BEGIN Input data
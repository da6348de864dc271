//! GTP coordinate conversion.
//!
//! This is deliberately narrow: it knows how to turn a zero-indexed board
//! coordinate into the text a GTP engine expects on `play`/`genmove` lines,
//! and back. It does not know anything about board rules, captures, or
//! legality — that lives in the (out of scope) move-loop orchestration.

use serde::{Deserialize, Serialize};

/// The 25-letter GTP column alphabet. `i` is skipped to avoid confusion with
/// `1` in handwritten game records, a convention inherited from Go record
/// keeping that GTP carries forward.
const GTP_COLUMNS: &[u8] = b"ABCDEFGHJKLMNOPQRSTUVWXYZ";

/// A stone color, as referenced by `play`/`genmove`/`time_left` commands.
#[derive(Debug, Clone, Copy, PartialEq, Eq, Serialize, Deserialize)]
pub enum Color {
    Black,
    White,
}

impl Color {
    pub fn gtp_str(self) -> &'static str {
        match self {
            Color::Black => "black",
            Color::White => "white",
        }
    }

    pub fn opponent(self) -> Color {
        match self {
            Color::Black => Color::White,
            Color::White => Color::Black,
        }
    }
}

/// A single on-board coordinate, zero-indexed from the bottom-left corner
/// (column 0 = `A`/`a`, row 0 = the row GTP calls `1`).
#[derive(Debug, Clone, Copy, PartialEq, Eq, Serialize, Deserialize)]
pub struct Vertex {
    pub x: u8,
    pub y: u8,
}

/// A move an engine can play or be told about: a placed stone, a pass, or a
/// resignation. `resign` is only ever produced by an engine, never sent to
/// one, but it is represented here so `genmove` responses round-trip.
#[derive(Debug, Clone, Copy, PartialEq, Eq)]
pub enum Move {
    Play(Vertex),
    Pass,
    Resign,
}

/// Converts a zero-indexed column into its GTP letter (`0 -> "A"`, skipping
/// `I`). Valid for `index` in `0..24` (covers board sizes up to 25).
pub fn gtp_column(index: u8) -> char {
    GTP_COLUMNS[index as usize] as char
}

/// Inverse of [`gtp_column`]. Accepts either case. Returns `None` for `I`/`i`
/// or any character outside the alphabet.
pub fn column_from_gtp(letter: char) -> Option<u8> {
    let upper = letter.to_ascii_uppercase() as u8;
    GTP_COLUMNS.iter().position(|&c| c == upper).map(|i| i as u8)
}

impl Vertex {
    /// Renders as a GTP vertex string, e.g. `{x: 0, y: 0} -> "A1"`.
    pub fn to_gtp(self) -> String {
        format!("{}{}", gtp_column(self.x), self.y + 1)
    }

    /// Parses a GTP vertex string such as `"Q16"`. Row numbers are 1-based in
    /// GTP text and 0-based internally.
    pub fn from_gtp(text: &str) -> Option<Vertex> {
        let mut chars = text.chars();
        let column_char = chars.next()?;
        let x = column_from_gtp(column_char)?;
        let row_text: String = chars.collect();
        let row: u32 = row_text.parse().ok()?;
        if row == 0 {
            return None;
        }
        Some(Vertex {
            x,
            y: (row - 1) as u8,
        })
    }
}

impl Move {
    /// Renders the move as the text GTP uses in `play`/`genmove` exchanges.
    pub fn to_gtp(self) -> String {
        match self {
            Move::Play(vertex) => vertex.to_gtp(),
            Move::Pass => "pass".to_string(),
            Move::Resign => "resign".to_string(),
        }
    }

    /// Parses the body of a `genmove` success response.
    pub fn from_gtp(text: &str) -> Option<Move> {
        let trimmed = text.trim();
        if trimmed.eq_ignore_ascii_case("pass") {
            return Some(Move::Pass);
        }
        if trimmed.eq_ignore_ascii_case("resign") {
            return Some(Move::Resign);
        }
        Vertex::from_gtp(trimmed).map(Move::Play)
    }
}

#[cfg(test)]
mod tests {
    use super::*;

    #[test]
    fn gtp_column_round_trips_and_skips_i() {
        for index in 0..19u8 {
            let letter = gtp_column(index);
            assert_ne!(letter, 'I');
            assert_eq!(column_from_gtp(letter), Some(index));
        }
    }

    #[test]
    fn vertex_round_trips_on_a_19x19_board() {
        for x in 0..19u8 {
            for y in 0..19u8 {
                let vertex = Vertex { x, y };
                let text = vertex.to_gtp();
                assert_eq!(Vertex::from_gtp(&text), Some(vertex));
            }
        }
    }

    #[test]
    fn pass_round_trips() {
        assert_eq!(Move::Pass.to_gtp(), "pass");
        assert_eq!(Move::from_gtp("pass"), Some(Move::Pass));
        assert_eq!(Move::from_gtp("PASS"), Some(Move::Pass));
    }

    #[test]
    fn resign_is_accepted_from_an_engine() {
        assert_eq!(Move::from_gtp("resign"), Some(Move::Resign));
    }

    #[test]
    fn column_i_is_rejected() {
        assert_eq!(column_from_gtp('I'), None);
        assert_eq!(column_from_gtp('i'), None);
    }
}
END Input data
= Task statement =
In the entries above, find each line with the string "stone" and copy it.

= Exercise solution =
/// A stone color, as referenced by `play`/`genmove`/`time_left` commands.
/// A move an engine can play or be told about: a placed stone, a pass, or a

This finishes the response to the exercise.